Bild: Die Fusionisten unter den Forro-Bands: Forro in the Dark.
## Bossa-weises Brodeln
Die Musikzeitschrift Spex empfiehlt in ihrer aktuellen Ausgabe "18 radikale
Quereinstiege" in das, was in einem mehrseitigen Special unter Vermeidung
des Wortes Weltmusik "Global Pop" heißt. Vinicius Cantuárias 1999er Album
"Tucumá" gehört diesem Kanon der must haves an - neben Werken von M.I.A.
und Manu Chao. Obwohl die CD-Fächer "World" und "Indie" noch nie wirklich
von denselben Käufern aufgesucht wurden, bildete Brasilien - zusammen mit
Jamaika - doch schon immer eine Ausnahme. Andreas Neumeister beschreibt es
in seinem Roman "Gut laut" so: "Ich fand mich plötzlich in eher ekligen
Weltmusikabteilung wieder. Wegen Brazil (Dagmar sagt: The best Chill Out
ever)." Werden Weltmusik im Allgemeinen und Musik aus Südamerika im
Besonderen gemeinhin mit "hot" ("heiße Rhythmen") gleichgesetzt, ist Bossa
Nova, die Neue Welle brasilianischer Kultur, "cool". Tatsächlich wurde das
Genre schon immer stark vom Cool Jazz beeinflusst, auch der heute
56-jährige Sänger und Gitarrist Vinicius Cantuária. Auf seinem neuen Album
"Cymbals" zeigt er sich erneut als Beherrscher der seltsamen Bossa-Kunst,
es eher unter der Oberfläche brodeln zu lassen, das Heiße nur gelegentlich
durch die Coolness seiner leisen, von schwebenden Akkorden geprägten Songs
durchbrechen zu lassen. Der dafür von Künstlern wie Brian Eno und Bill
Frisell verehrte Cantuária hat mit "Cymbals" ein abgeklärtes Alterswerk
geschaffen.
Vinicius Cantúaria: "Cymbals" (Naïve)
## Forro trifft New York und rumpelt
Forro trifft New York und rumpelt Brasilien ist aber nicht nur Samba und
Bossa Nova. Spätestens Kaurismäkis Dokumentarfilm "Moro no Brasil" (2002)

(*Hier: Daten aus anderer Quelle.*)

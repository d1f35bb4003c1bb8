use image::{Rgb, RgbImage};

use nalgebra as na;
use na::{Vector2, Vector4};

use super::util::color_to_rgb8;

/// Color and depth targets of a draw.
/// (0, 0) is the bottom left pixel, rows are flipped only when exporting an image.
pub struct FrameBuffer {
    pub width: u32,
    pub height: u32,
    z_buffer: Vec<f32>,         // Cleared to +inf, smaller is closer.
    color: Vec<Vector4<f32>>,   // Final pixel colors, unclamped.
    depth_data: Vec<u8>,        // Normalized values of the z-buffer for visualization.
}

impl FrameBuffer {
    /// Generates a frame buffer with specified width and height, cleared to opaque black.
    pub fn new(width: u32, height: u32) -> Self {
        let n_pixels = (width as usize) * (height as usize);
        return Self {
            width,
            height,
            z_buffer: vec![f32::INFINITY; n_pixels],
            color: vec![Vector4::new(0.0, 0.0, 0.0, 1.0); n_pixels],
            depth_data: vec![0; 3 * n_pixels],
        };
    }

    /// Sets every pixel to the background and resets the z-buffer.
    pub fn clear(&mut self, background: Vector4<f32>) {
        self.z_buffer.fill(f32::INFINITY);
        self.color.fill(background);
    }

    fn index(&self, coord: Vector2<u32>) -> Option<usize> {
        if coord.x >= self.width || coord.y >= self.height {
            return None;
        }
        return Some(coord.x as usize + coord.y as usize * self.width as usize);
    }

    /// Depth-tested write of a shaded fragment.
    /// Returns false when the fragment is discarded: out of bounds, depth outside [0, 1]
    /// (NaN and infinities included), or not in front of what is already stored.
    pub fn write_fragment(&mut self, coord: Vector2<u32>, depth: f32, color: Vector4<f32>) -> bool {
        let index = match self.index(coord) {
            Some(index) => index,
            None => return false,
        };
        // Stands in for near/far clipping, which the rasterizer doesn't do.
        if !(0.0..=1.0).contains(&depth) {
            return false;
        }
        if !(depth < self.z_buffer[index]) {
            return false;
        }
        self.z_buffer[index] = depth;
        self.color[index] = color;
        return true;
    }

    pub fn pixel(&self, coord: Vector2<u32>) -> Option<Vector4<f32>> {
        return self.index(coord).map(|index| self.color[index]);
    }

    pub fn depth(&self, coord: Vector2<u32>) -> Option<f32> {
        return self.index(coord).map(|index| self.z_buffer[index]);
    }

    /// Export of the color target as rgb8, top row first.
    /// This is where out of range colors get clamped.
    pub fn to_image(&self) -> RgbImage {
        return RgbImage::from_fn(self.width, self.height, |x, y| {
            let row = self.height - 1 - y;
            Rgb(color_to_rgb8(self.color[x as usize + row as usize * self.width as usize]))
        });
    }

    /// Get image data, representing z-buffer values, as rgb8 with the top row first.
    /// Lazy in a sense, that the data is calculated only if this call is made.
    /// Untouched pixels are black, the nearest written depth is white.
    pub fn as_depth_data(&mut self) -> &[u8] {
        let written = || self.z_buffer.iter().copied().filter(|z| z.is_finite());
        let z_max = written().fold(f32::MIN, f32::max);
        let z_min = written().fold(f32::MAX, f32::min);
        let scale = (z_max - z_min).max(f32::EPSILON);
        let width = self.width as usize;
        let height = self.height as usize;
        for i in 0..self.z_buffer.len() {
            let z = self.z_buffer[i];
            let value = if z.is_finite() {
                ((1.0 - (z - z_min) / scale) * 254.0 + 1.0).round() as u8
            } else {
                0
            };
            let (x, y) = (i % width, i / width);
            let target = 3 * (x + (height - 1 - y) * width);
            self.depth_data[target..target + 3].fill(value);
        }
        return &self.depth_data[..];
    }
}

#[cfg(test)]
mod tests {
    use super::*;
    use na::vector;
    use pretty_assertions::assert_eq;

    #[test]
    fn closer_fragment_wins_regardless_of_order() {
        let red = vector![1.0, 0.0, 0.0, 1.0];
        let blue = vector![0.0, 0.0, 1.0, 1.0];
        let coord = vector![1, 1];

        let mut a = FrameBuffer::new(4, 4);
        assert!(a.write_fragment(coord, 0.3, red));
        assert!(!a.write_fragment(coord, 0.6, blue));

        let mut b = FrameBuffer::new(4, 4);
        assert!(b.write_fragment(coord, 0.6, blue));
        assert!(b.write_fragment(coord, 0.3, red));

        assert_eq!(a.pixel(coord), Some(red));
        assert_eq!(b.pixel(coord), Some(red));
        assert_eq!(a.depth(coord), Some(0.3));
    }

    #[test]
    fn equal_depth_keeps_first_write() {
        let mut buffer = FrameBuffer::new(2, 2);
        let coord = vector![0, 0];
        assert!(buffer.write_fragment(coord, 0.5, vector![1.0, 0.0, 0.0, 1.0]));
        assert!(!buffer.write_fragment(coord, 0.5, vector![0.0, 1.0, 0.0, 1.0]));
        assert_eq!(buffer.pixel(coord), Some(vector![1.0, 0.0, 0.0, 1.0]));
    }

    #[test]
    fn out_of_bounds_and_nan_depth_are_discarded() {
        let mut buffer = FrameBuffer::new(2, 2);
        assert!(!buffer.write_fragment(vector![2, 0], 0.1, vector![1.0, 1.0, 1.0, 1.0]));
        assert!(!buffer.write_fragment(vector![0, 0], f32::NAN, vector![1.0, 1.0, 1.0, 1.0]));
        assert_eq!(buffer.pixel(vector![2, 0]), None);
    }

    #[test]
    fn depth_outside_unit_range_is_discarded() {
        let mut buffer = FrameBuffer::new(1, 1);
        let coord = vector![0, 0];
        let red = vector![1.0, 0.0, 0.0, 1.0];
        for depth in [f32::NEG_INFINITY, f32::INFINITY, -0.01, 1.01] {
            assert!(!buffer.write_fragment(coord, depth, red), "depth {}", depth);
        }
        assert_eq!(buffer.depth(coord), Some(f32::INFINITY));
        assert_eq!(buffer.pixel(coord), Some(vector![0.0, 0.0, 0.0, 1.0]));

        // A later fragment at a valid depth is not masked by any of them.
        assert!(buffer.write_fragment(coord, 1.0, red));
        assert!(buffer.write_fragment(coord, 0.0, red));
        assert_eq!(buffer.depth(coord), Some(0.0));
    }

    #[test]
    fn export_flips_rows_and_clamps() {
        let mut buffer = FrameBuffer::new(2, 2);
        buffer.clear(vector![0.0, 0.0, 0.0, 1.0]);
        buffer.write_fragment(vector![0, 0], 0.5, vector![2.0, -1.0, 0.5, 1.0]);
        let image = buffer.to_image();
        // Bottom left in the buffer is the last row of the image.
        assert_eq!(image.get_pixel(0, 1), &Rgb([255, 0, 128]));
        assert_eq!(image.get_pixel(0, 0), &Rgb([0, 0, 0]));
    }

    #[test]
    fn clear_resets_depth_and_color() {
        let mut buffer = FrameBuffer::new(2, 1);
        buffer.write_fragment(vector![1, 0], 0.2, vector![1.0, 1.0, 1.0, 1.0]);
        buffer.clear(vector![0.25, 0.25, 0.25, 1.0]);
        assert_eq!(buffer.depth(vector![1, 0]), Some(f32::INFINITY));
        assert_eq!(buffer.pixel(vector![1, 0]), Some(vector![0.25, 0.25, 0.25, 1.0]));
    }

    #[test]
    fn depth_data_marks_nearest_white() {
        let mut buffer = FrameBuffer::new(3, 1);
        buffer.write_fragment(vector![0, 0], 0.1, vector![1.0, 1.0, 1.0, 1.0]);
        buffer.write_fragment(vector![1, 0], 0.9, vector![1.0, 1.0, 1.0, 1.0]);
        let data = buffer.as_depth_data();
        assert_eq!(&data[0..3], &[255, 255, 255]);
        assert_eq!(&data[3..6], &[1, 1, 1]);
        assert_eq!(&data[6..9], &[0, 0, 0]);
    }
}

hat gezeigt, dass es noch eine ganze Menge weiterer Strömungen gibt, unter
anderem den Forro - eine im Vergleich zur Samba ebenso rhythmische Musik
aus dem Nordosten Brasiliens, die meist mit minimaler Instrumentierung
auskommt. Forro In The Dark, vor fünf Jahren in New York vom
brasilianischen Perkussionisten Mauro Refosco (Lounge Lizards, Bebel
Gilberto) sowie dem Gitarristen und Bassisten Smokey Hormel (Tom Waits,
Johnny Cash, Beck) gegründet, sind so etwas wie die Fusionisten unter den
Forro-Bands; sie kreuzen den traditionellen Stil mit Jazz, Reggae und Pop.
New York, in dem auch Vinicius Cantuária lebt, war schon immer gut für die
Auffrischung oder sogar Erfindung lateinamerikanischer Traditionsgenres.
Der Forro-In-The-Dark-Mix gerät aber nicht wie bei so vielen "X begegnet
Y"-Projekten beliebig, sondern generiert einen ganz eigenen Stil, in dem
fiepsige Soundexperimente und rumplige Avantgardismen (Tom Waits und die
Lounge Lizards lassen grüßen) mit ausgelassener Spielfreude einhergehen -
sonst ja eher selten. Etwas für Bauch und Intellekt gewissermaßen. Zwei
Titel singt ihr Förderer, Ex-Talking-Head David Byrne, und bei einem Song
haucht die Nu-Bossa-Sängerin Bebel Gilberto ins Mikro. Weltpopmusiker aller
Länder, vereinigt euch.
Forro In The Dark: "Bonfires Of São João" (Nublu Records/Alive)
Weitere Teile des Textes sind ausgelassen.